Remarkably, every single fellow completed the programme; we reported a 100% completion rate!
By the end of the fellowship, our self-assessment M&E frameworks showed familiarity with narrative strategy tools rose from 2.9 to 4.7, 68% reported increased confidence in digital activism and safety, and 100% of fellows attended the coaching sessions offered.
The cohort also co-designed a regional Community of Practice, outlining how they want to keep learning and supporting one another beyond the fellowship.
Across both learning programmes, the consistency of participation reflected the importance of designing learning that supports people as whole practitioners.
- Strategic communications and advocacy
In our strategic communications and advocacy work, we partnered with Wangu Kanja Foundation to translate survivor and worker testimony from Kenya’s tea sector into public knowledge products that could travel across advocacy, policy, and accountability spaces.
The work resulted in two publications released with Oxfam in March 2025: Tea Leaves a Mark, a survivor-centred case study, and Change the Way You Do Business, a business-facing briefing paper.
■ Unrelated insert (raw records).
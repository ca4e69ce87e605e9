//! First-class invariants for the tic-tac-toe board.
//!
//! Invariants are logical properties that must hold after every mutation.
//! They are testable independently and serve as documentation of system guarantees.

/// A logical property that must hold for a given state.
///
/// Invariants express system guarantees that should never be violated.
/// They are checked in debug builds and can be tested independently.
pub trait Invariant<S> {
    /// Checks if the invariant holds for the given state.
    fn holds(state: &S) -> bool;

    /// Human-readable description of the invariant.
    fn description() -> &'static str;
}

/// Violation of an invariant.
#[derive(Debug, Clone, PartialEq, Eq, derive_more::Display)]
#[display("Invariant violated: {}", description)]
pub struct InvariantViolation {
    /// Description of the violated invariant.
    pub description: String,
}

impl InvariantViolation {
    /// Creates a new invariant violation.
    pub fn new(description: impl Into<String>) -> Self {
        Self {
            description: description.into(),
        }
    }
}

/// A set of invariants that can be checked together.
///
/// This trait enables composition of multiple invariants into a single
/// verification step. Implementations are provided for tuples.
pub trait InvariantSet<S> {
    /// Checks all invariants in the set.
    ///
    /// Returns Ok(()) if all invariants hold, or Err with a list of
    /// violations if any invariant fails.
    fn check_all(state: &S) -> Result<(), Vec<InvariantViolation>>;
}

impl<S, I1, I2> InvariantSet<S> for (I1, I2)
where
    I1: Invariant<S>,
    I2: Invariant<S>,
{
    fn check_all(state: &S) -> Result<(), Vec<InvariantViolation>> {
        let mut violations = Vec::new();

        if !I1::holds(state) {
            violations.push(InvariantViolation::new(I1::description()));
        }

        if !I2::holds(state) {
            violations.push(InvariantViolation::new(I2::description()));
        }

        if violations.is_empty() {
            Ok(())
        } else {
            Err(violations)
        }
    }
}

pub mod empty_partition;
pub mod marked_count;

pub use empty_partition::EmptyCellsPartitionInvariant;
pub use marked_count::MarkedCountInvariant;

/// All board invariants as a composable set.
pub type BoardInvariants = (MarkedCountInvariant, EmptyCellsPartitionInvariant);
Once published, the materials moved far beyond their original audience. They were cited by the Corporate Justice Coalition, referenced in Oxfam GB’s Modern Slavery Statement, included in Fairtrade UK’s Brew it Fair report, discussed in a Scottish Parliament Cross-Party Group, and hosted by the Business & Human Rights Resource Centre.
The work also fed back into Wangu Kanja Foundation’s own research and advocacy, strengthening arguments against audit-only compliance approaches and pushing for accountability for women workers’ lived realities.
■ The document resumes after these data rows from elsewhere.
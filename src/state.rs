//! # Per-content-type progress state.
//!
//! The watcher tracks two cursors per content type:
//!
//! - `lastRequestTime`: the upper bound of the most recently satisfied
//!   content-list query.
//! - `lastContentCreated`: the creation time of the newest descriptor
//!   whose records were emitted.
//!
//! Both cursors only ever move forward; concurrent workers read and
//! write them through [`State`]. [`MemoryState`] additionally round-trips
//! the cursors through a JSON blob so a restarted watcher resumes where
//! it left off instead of re-emitting or skipping records.

use std::collections::HashMap;
use std::io;
use std::sync::{PoisonError, RwLock};

use chrono::{DateTime, Utc};
use serde::{Deserialize, Serialize};

use crate::content_type::ContentType;
use crate::error::StateError;

/// Storage for watcher progress cursors.
///
/// Setters are write-if-later: a timestamp is stored only when it is
/// strictly after the current value, so cursors never move backward.
/// Getters return `None` for content types never seen.
pub trait State: Send + Sync + 'static {
    fn set_last_content_created(&self, ct: ContentType, t: DateTime<Utc>);
    fn last_content_created(&self, ct: ContentType) -> Option<DateTime<Utc>>;
    fn set_last_request_time(&self, ct: ContentType, t: DateTime<Utc>);
    fn last_request_time(&self, ct: ContentType) -> Option<DateTime<Utc>>;
}

/// In-memory [`State`] implementation with JSON persistence.
///
/// One reader-writer lock per mapping, held only across the map access
/// itself; no lock is ever held across a suspension point.
#[derive(Debug, Default)]
pub struct MemoryState {
    created: RwLock<HashMap<ContentType, DateTime<Utc>>>,
    requested: RwLock<HashMap<ContentType, DateTime<Utc>>>,
}

/// Serialized form of [`MemoryState`], keyed by canonical content-type
/// name.
#[derive(Debug, Default, Serialize, Deserialize)]
struct StateData {
    #[serde(rename = "LastContentCreated", default)]
    last_content_created: HashMap<ContentType, DateTime<Utc>>,
    #[serde(rename = "LastRequestTime", default)]
    last_request_time: HashMap<ContentType, DateTime<Utc>>,
}

impl MemoryState {
    pub fn new() -> Self {
        Self::default()
    }

    /// Decodes a JSON blob and replaces the internal state with it.
    ///
    /// Decoding happens into a staging structure first; the stored maps
    /// are swapped only on success, so a malformed blob leaves the store
    /// at its previous (typically zero) state. Callers treat the error
    /// as "start fresh".
    pub fn read(&self, reader: impl io::Read) -> Result<(), StateError> {
        let blob: StateData = serde_json::from_reader(reader)?;
        *self.created.write().unwrap_or_else(PoisonError::into_inner) = blob.last_content_created;
        *self.requested.write().unwrap_or_else(PoisonError::into_inner) = blob.last_request_time;
        Ok(())
    }

    /// Serializes the internal state as a JSON blob.
    pub fn write(&self, writer: impl io::Write) -> Result<(), StateError> {
        let blob = StateData {
            last_content_created: self
                .created
                .read()
                .unwrap_or_else(PoisonError::into_inner)
                .clone(),
            last_request_time: self
                .requested
                .read()
                .unwrap_or_else(PoisonError::into_inner)
                .clone(),
        };
        serde_json::to_writer(writer, &blob)?;
        Ok(())
    }
}

impl State for MemoryState {
    fn set_last_content_created(&self, ct: ContentType, t: DateTime<Utc>) {
        set_if_later(&self.created, ct, t);
    }

    fn last_content_created(&self, ct: ContentType) -> Option<DateTime<Utc>> {
        self.created
            .read()
            .unwrap_or_else(PoisonError::into_inner)
            .get(&ct)
            .copied()
    }

    fn set_last_request_time(&self, ct: ContentType, t: DateTime<Utc>) {
        set_if_later(&self.requested, ct, t);
    }

    fn last_request_time(&self, ct: ContentType) -> Option<DateTime<Utc>> {
        self.requested
            .read()
            .unwrap_or_else(PoisonError::into_inner)
            .get(&ct)
            .copied()
    }
}

fn set_if_later(
    map: &RwLock<HashMap<ContentType, DateTime<Utc>>>,
    ct: ContentType,
    t: DateTime<Utc>,
) {
    let mut map = map.write().unwrap_or_else(PoisonError::into_inner);
    let entry = map.entry(ct).or_insert(t);
    if *entry < t {
        *entry = t;
    }
}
The problem was clear: survivor voices are often collected, but rarely carried into spaces where decisions are made. Our work helped shift that, giving the evidence a longer life and wider reach.
3. Strategy, Research, and Design
Our strategy, research, and design work helped prototype diverse projects.
With Putika Watoto Atelier, we worked on a home-learning education curriculum responding to the lack of affordable, quality early childhood education. We prototyped a learning programme for children aged 3–6, working closely with two children throughout the process.
At the end-of-year showcase, children demonstrated what they had learned through play, storytelling, and practical activities. Since then, a learning faculty has been assembled to carry the work forward, and by the end of January 2026, four additional families had enrolled their children.
With NurtureFirst, we supported the packaging and dissemination of a national mapping report on home-based childcare in Kenya. The report documents 5,350 providers caring for 21,784 children across Murang’a, Kisumu, and Mombasa counties.
Our role focused on shaping the communications strategy, refining the organisation’s value proposition, and producing dissemination tools that could extend the life of the research. The mapping has already informed local interventions, provider networks, and early policy conversations at the county level.
Closing the year
None of this work happens alone.
We’re grateful to our partners, collaborators, faculty, associates, and the many practitioners who trusted us with their time, stories, and labour. Over the year, we strengthened a growing network of associates who continue to shape how we work and what we’re able to sustain together.
As we move into 2026, we’ll be sharing more about what we’re building next and how we’re thinking about sustaining learning, care, and practice over time.